-------- EXCERPTED RECORDS --------
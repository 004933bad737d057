//! First-class invariants for tic-tac-toe boards.
//!
//! Invariants are logical properties that every board reachable from the
//! empty board satisfies. They are testable independently and gate the
//! search engine's input.

use super::{Board, Player, RulesError};
use tracing::{instrument, warn};

/// A logical property that must hold for a given state.
pub trait Invariant<S> {
    /// Checks if the invariant holds for the given state.
    fn holds(state: &S) -> bool;

    /// Human-readable description of the invariant.
    fn description() -> &'static str;
}

/// Violation of an invariant.
#[derive(Debug, Clone, PartialEq, Eq)]
pub struct InvariantViolation {
    /// Description of the violated invariant.
    pub description: String,
}

impl InvariantViolation {
    /// Creates a new invariant violation.
    pub fn new(description: impl Into<String>) -> Self {
        Self {
            description: description.into(),
        }
    }
}

/// A set of invariants that can be checked together.
///
/// Implementations are provided for tuples.
pub trait InvariantSet<S> {
    /// Checks all invariants in the set.
    ///
    /// Returns Ok(()) if all invariants hold, or Err with every violation.
    fn check_all(state: &S) -> Result<(), Vec<InvariantViolation>>;
}

impl<S, I1, I2> InvariantSet<S> for (I1, I2)
where
    I1: Invariant<S>,
    I2: Invariant<S>,
{
    fn check_all(state: &S) -> Result<(), Vec<InvariantViolation>> {
        let mut violations = Vec::new();

        if !I1::holds(state) {
            violations.push(InvariantViolation::new(I1::description()));
        }

        if !I2::holds(state) {
            violations.push(InvariantViolation::new(I2::description()));
        }

        if violations.is_empty() {
            Ok(())
        } else {
            Err(violations)
        }
    }
}

pub mod balanced_marks;
pub mod single_winner;

pub use balanced_marks::BalancedMarksInvariant;
pub use single_winner::SingleWinnerInvariant;

/// All board invariants as a composable set.
pub type BoardInvariants = (BalancedMarksInvariant, SingleWinnerInvariant);

/// Fails fast with [`RulesError::InvalidBoard`] when the board could not
/// arise from legal play.
#[instrument(skip(board))]
pub fn validate(board: &Board) -> Result<(), RulesError> {
    BoardInvariants::check_all(board).map_err(|violations| {
        let reason = violations
            .iter()
            .map(|v| v.description.as_str())
            .collect::<Vec<_>>()
            .join("; ");
        warn!(%reason, "Board invariants violated");
        RulesError::InvalidBoard {
            x_count: board.count(Player::X),
            o_count: board.count(Player::O),
            reason,
        }
    })
}

#[cfg(test)]
mod tests {
    use super::*;
    use crate::{Action, apply};

    #[test]
    fn test_invariant_set_holds_for_empty_board() {
        assert!(BoardInvariants::check_all(&Board::new()).is_ok());
    }

    #[test]
    fn test_invariant_set_holds_after_moves() {
        let mut board = Board::new();
        for action in [Action::new(0, 0), Action::new(1, 1), Action::new(0, 2)] {
            board = apply(&board, action).unwrap();
        }
        assert!(BoardInvariants::check_all(&board).is_ok());
        assert!(validate(&board).is_ok());
    }

    #[test]
    fn test_invariant_set_reports_every_violation() {
        // O moved first and both players own a row.
        let board: Board = "OOO/XXX/O..".parse().unwrap();
        let violations = BoardInvariants::check_all(&board).unwrap_err();
        assert_eq!(violations.len(), 2);
    }

    #[test]
    fn test_validate_reports_counts() {
        let board: Board = "XX.......".parse().unwrap();
        match validate(&board) {
            Err(RulesError::InvalidBoard {
                x_count, o_count, ..
            }) => {
                assert_eq!((x_count, o_count), (2, 0));
            }
            other => panic!("Expected InvalidBoard, got {:?}", other),
        }
    }
}
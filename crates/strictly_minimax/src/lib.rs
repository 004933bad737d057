//! Strictly Minimax - tic-tac-toe rules and optimal play
//!
//! Pure, synchronous game logic: a value-type [`Board`], free rules functions
//! over it, and a minimax search that returns a provably optimal [`Action`].
//!
//! # Architecture
//!
//! - **Board**: immutable 3x3 snapshot, parsed from and printed as notation
//! - **Rules**: turn order, legal actions, transitions, wins, draws, utility
//! - **Invariants / Contracts**: board validity and `apply` pre/postconditions
//! - **Search**: minimax with best-value cutoffs, sequential or root-parallel
//!
//! # Example
//!
//! ```
//! use strictly_minimax::{Action, Board, apply, best_action, is_terminal, utility};
//!
//! # fn example() -> Result<(), strictly_minimax::RulesError> {
//! let board: Board = "XX./OO./...".parse()?;
//! let action = best_action(&board)?;
//! assert_eq!(action, Some(Action::new(0, 2)));
//!
//! let board = apply(&board, Action::new(0, 2))?;
//! assert!(is_terminal(&board));
//! assert_eq!(utility(&board), 1);
//! # Ok(())
//! # }
//! # example().unwrap();
//! ```

#![warn(missing_docs)]
#![forbid(unsafe_code)]

mod action;
mod error;
mod search;
mod search_par;
mod types;

pub mod contracts;
pub mod invariants;
pub mod rules;

// Crate-level exports - Board model
pub use action::Action;
pub use types::{Board, Player, Square};

// Crate-level exports - Errors
pub use error::RulesError;

// Crate-level exports - Rules engine
pub use invariants::validate;
pub use rules::{
    Outcome, Utility, apply, is_draw, is_full, is_terminal, legal_actions, outcome,
    player_to_move, utility, winner,
};

// Crate-level exports - Search engine
pub use search::{
    ActionValue, O_WINS, Search, SearchStats, X_WINS, best_action, evaluate_actions, max_value,
    min_value, pick_best,
};
pub use search_par::{best_action_par, evaluate_actions_par};

/// Returns the starting board: every square empty.
pub fn initial_board() -> Board {
    Board::new()
}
--------
INSTRUCTIONS TO FOLLOW: All lines above from the one holding "pub mod single_winner;" to the one holding "pub type BoardInvariants", inclusive, are to be copied exactly; no other line is wanted.

RESULT OF THE TASK:
pub mod single_winner;

pub use balanced_marks::BalancedMarksInvariant;
pub use single_winner::SingleWinnerInvariant;

/// All board invariants as a composable set.
pub type BoardInvariants = (BalancedMarksInvariant, SingleWinnerInvariant);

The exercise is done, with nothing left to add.